### PROBLEM DESCRIPTION
List each line of the data that holds the string "content".

Stored items:
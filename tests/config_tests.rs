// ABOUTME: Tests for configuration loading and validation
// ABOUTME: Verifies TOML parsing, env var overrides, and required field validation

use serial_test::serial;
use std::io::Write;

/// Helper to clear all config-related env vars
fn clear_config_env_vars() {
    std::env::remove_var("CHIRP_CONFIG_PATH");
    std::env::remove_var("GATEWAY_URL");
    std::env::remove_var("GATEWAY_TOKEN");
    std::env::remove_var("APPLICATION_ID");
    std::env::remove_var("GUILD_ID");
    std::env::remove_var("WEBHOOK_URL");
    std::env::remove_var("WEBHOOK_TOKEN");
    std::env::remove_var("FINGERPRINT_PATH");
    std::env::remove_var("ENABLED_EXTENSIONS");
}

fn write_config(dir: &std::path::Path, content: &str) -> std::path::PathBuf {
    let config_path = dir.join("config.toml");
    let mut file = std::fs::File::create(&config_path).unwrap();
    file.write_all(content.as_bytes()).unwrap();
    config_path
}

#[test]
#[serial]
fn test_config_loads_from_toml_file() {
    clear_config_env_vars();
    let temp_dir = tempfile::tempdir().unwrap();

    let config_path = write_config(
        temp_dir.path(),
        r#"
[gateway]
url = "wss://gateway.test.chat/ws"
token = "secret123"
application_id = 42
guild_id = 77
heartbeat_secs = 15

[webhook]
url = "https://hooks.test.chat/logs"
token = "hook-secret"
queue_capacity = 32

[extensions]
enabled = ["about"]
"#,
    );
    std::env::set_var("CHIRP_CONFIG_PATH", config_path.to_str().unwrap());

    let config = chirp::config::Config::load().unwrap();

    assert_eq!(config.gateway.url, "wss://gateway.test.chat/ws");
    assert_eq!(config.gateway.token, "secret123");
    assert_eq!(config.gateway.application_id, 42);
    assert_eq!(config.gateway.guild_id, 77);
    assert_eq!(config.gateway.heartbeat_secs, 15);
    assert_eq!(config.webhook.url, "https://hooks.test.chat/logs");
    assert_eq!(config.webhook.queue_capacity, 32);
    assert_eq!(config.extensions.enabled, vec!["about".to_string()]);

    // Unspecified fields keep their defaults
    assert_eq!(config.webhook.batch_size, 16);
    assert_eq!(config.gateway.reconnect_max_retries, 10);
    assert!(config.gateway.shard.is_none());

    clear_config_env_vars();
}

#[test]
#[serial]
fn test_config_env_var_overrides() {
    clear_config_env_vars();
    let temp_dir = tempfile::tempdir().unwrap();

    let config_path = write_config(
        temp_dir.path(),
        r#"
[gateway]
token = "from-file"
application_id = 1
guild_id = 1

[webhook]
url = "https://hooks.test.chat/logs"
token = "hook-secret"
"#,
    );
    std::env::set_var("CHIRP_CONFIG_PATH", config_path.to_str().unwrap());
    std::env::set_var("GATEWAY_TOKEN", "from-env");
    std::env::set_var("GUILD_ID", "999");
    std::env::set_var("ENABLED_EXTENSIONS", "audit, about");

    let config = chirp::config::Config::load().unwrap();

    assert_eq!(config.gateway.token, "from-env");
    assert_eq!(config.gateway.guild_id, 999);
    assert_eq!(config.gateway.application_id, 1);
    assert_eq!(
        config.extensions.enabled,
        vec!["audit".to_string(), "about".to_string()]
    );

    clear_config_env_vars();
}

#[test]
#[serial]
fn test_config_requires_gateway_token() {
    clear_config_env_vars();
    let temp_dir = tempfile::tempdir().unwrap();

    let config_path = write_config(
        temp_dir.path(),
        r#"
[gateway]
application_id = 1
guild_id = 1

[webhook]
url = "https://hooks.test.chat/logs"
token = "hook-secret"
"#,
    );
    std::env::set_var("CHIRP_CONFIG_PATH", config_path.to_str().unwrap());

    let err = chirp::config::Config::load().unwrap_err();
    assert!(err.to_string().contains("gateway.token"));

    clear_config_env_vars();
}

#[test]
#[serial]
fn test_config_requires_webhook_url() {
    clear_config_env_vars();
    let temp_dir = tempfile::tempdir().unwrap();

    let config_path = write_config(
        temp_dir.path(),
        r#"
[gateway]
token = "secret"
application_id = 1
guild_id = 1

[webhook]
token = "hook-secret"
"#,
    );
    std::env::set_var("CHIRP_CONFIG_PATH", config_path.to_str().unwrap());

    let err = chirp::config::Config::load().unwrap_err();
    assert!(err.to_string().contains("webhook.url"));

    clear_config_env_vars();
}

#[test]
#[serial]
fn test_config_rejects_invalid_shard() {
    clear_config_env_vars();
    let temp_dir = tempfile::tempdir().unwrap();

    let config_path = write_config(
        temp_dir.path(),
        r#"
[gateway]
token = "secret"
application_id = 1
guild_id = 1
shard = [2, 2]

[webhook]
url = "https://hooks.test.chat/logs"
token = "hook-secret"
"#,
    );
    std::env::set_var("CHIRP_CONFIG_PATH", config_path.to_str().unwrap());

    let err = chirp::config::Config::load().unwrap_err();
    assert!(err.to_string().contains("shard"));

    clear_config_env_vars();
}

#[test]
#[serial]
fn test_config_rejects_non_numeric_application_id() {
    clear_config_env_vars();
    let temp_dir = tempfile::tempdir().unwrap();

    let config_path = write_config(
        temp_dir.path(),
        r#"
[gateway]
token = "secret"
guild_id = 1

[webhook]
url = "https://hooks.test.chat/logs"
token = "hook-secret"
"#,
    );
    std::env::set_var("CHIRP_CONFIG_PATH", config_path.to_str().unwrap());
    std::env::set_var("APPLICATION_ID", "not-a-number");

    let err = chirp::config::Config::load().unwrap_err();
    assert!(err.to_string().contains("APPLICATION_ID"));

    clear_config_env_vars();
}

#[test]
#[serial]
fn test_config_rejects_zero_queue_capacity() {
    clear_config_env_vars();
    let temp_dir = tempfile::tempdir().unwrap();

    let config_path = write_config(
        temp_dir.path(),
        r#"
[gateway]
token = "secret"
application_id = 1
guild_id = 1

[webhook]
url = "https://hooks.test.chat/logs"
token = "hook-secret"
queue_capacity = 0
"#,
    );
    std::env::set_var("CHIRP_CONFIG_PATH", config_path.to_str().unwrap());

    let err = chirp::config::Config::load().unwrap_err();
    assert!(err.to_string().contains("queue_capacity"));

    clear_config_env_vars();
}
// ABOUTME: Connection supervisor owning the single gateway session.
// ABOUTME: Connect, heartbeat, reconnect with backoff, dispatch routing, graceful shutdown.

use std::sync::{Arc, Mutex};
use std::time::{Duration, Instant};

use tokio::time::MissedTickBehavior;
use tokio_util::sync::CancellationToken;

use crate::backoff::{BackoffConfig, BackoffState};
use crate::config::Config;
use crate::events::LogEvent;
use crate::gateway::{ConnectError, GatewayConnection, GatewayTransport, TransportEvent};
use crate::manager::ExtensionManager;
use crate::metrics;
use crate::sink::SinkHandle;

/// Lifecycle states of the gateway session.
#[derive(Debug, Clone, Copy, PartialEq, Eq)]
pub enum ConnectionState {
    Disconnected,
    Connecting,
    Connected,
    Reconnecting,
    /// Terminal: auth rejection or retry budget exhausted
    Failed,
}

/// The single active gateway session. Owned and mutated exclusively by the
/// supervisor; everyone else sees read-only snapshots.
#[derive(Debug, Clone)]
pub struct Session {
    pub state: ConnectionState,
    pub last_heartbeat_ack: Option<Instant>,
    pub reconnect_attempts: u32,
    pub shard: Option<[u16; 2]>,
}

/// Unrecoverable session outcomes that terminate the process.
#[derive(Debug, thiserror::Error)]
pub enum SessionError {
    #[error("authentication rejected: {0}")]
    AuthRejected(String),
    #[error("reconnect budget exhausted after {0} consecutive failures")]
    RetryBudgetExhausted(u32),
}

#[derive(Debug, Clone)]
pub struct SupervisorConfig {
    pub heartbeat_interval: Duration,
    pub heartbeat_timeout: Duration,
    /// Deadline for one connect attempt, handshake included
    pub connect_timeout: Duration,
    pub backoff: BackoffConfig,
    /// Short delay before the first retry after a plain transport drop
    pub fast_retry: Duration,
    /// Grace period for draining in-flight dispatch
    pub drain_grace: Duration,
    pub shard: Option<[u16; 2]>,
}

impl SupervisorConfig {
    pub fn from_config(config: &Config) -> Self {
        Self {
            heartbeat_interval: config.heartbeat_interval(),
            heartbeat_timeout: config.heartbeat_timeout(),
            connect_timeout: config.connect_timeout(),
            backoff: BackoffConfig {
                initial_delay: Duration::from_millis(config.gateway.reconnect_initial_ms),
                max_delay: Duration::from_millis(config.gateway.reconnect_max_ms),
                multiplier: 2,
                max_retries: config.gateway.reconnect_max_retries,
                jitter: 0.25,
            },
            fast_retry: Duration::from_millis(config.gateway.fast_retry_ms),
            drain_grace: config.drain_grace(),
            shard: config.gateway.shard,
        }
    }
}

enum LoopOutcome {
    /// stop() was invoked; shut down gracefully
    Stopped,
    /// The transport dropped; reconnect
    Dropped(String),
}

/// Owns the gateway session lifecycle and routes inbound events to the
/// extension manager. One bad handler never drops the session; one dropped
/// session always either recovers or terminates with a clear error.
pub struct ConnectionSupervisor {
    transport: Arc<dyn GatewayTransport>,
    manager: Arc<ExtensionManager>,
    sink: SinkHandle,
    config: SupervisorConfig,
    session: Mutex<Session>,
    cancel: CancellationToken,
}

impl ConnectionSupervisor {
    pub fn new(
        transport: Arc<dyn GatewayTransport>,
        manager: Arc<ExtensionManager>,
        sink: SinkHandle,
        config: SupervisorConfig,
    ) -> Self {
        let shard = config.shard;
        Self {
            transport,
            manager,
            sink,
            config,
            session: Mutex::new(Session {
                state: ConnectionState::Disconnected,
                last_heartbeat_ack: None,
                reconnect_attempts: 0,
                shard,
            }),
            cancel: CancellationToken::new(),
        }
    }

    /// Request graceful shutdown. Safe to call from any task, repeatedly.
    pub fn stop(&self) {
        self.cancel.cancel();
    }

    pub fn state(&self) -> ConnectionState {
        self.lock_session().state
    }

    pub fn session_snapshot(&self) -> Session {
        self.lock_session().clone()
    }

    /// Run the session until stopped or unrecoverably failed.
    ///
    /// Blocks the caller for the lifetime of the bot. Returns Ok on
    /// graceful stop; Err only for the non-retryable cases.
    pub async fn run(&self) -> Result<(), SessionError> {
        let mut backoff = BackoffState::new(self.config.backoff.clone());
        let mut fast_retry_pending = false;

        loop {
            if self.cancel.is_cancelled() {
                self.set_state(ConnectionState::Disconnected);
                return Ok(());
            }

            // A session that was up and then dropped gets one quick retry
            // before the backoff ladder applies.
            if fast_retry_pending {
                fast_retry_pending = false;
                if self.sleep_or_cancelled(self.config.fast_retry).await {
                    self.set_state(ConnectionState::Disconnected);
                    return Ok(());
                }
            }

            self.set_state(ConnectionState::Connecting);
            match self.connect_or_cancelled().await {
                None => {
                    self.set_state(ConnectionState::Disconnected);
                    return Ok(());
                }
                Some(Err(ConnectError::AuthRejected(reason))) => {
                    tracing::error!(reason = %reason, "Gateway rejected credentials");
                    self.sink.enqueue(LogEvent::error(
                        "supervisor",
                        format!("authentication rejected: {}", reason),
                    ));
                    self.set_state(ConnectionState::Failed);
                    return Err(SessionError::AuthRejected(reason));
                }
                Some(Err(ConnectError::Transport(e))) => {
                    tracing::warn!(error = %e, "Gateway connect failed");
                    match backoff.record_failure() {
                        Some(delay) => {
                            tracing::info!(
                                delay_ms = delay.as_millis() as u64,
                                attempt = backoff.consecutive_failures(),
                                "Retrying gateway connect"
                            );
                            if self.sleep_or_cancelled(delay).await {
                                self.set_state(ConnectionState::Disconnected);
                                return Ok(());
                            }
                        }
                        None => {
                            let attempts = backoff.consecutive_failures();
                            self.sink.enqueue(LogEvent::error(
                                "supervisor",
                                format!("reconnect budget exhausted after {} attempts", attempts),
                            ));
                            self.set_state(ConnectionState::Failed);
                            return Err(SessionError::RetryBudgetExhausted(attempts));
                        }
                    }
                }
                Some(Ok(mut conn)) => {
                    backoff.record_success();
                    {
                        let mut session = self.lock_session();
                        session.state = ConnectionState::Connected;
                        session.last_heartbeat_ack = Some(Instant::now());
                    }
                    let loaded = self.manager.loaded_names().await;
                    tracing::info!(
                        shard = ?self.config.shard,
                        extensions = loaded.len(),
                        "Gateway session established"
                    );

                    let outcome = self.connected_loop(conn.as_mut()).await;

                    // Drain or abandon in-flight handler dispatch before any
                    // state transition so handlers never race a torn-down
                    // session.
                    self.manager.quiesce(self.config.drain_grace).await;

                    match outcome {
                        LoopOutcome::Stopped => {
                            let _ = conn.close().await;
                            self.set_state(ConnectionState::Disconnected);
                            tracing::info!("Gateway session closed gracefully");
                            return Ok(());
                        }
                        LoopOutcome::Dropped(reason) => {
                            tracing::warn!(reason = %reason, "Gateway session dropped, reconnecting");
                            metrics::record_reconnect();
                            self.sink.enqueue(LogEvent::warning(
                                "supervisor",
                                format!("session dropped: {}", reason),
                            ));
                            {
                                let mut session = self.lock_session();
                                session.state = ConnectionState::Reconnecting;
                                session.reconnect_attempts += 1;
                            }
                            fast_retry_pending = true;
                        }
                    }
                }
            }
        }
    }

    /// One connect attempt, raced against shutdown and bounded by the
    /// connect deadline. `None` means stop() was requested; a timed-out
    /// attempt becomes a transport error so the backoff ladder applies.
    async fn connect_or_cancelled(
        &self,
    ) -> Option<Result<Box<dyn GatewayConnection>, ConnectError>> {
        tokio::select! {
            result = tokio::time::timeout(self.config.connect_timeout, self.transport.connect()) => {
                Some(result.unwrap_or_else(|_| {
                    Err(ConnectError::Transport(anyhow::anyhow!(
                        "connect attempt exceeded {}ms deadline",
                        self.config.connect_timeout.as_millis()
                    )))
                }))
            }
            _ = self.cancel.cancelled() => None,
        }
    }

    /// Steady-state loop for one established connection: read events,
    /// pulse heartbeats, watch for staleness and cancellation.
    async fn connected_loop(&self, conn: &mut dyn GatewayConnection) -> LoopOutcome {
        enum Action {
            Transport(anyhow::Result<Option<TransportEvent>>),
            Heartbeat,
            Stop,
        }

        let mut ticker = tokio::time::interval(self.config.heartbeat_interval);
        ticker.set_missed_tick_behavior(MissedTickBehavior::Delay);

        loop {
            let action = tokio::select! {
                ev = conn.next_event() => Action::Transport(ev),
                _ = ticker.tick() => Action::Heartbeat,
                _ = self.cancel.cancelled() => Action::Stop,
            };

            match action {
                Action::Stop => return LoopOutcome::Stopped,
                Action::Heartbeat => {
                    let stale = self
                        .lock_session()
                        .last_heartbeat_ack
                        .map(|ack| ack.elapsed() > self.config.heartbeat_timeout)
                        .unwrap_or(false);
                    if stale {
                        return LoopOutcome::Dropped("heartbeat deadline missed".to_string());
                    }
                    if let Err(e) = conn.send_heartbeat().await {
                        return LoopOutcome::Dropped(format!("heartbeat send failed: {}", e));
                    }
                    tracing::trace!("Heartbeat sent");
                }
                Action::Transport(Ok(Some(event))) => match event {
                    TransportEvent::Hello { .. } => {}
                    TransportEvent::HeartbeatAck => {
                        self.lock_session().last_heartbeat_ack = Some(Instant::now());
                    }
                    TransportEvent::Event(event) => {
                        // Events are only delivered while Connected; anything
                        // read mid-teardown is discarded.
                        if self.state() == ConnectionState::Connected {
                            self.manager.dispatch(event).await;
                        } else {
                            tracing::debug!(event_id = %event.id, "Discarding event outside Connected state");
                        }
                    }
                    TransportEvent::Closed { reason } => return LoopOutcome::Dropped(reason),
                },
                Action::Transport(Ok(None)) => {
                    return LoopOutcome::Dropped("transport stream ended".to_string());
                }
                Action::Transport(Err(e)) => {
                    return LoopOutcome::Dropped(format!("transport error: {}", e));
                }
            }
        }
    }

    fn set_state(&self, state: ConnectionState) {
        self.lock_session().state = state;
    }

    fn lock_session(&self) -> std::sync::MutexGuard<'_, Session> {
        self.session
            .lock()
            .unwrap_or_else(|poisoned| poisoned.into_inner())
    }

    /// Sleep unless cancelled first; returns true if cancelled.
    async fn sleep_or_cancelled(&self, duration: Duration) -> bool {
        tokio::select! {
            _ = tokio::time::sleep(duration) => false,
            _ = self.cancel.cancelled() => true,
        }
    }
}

### ANSWER TO THIS PROBLEM
fn write_config(dir: &std::path::Path, content: &str) -> std::path::PathBuf {
    file.write_all(content.as_bytes()).unwrap();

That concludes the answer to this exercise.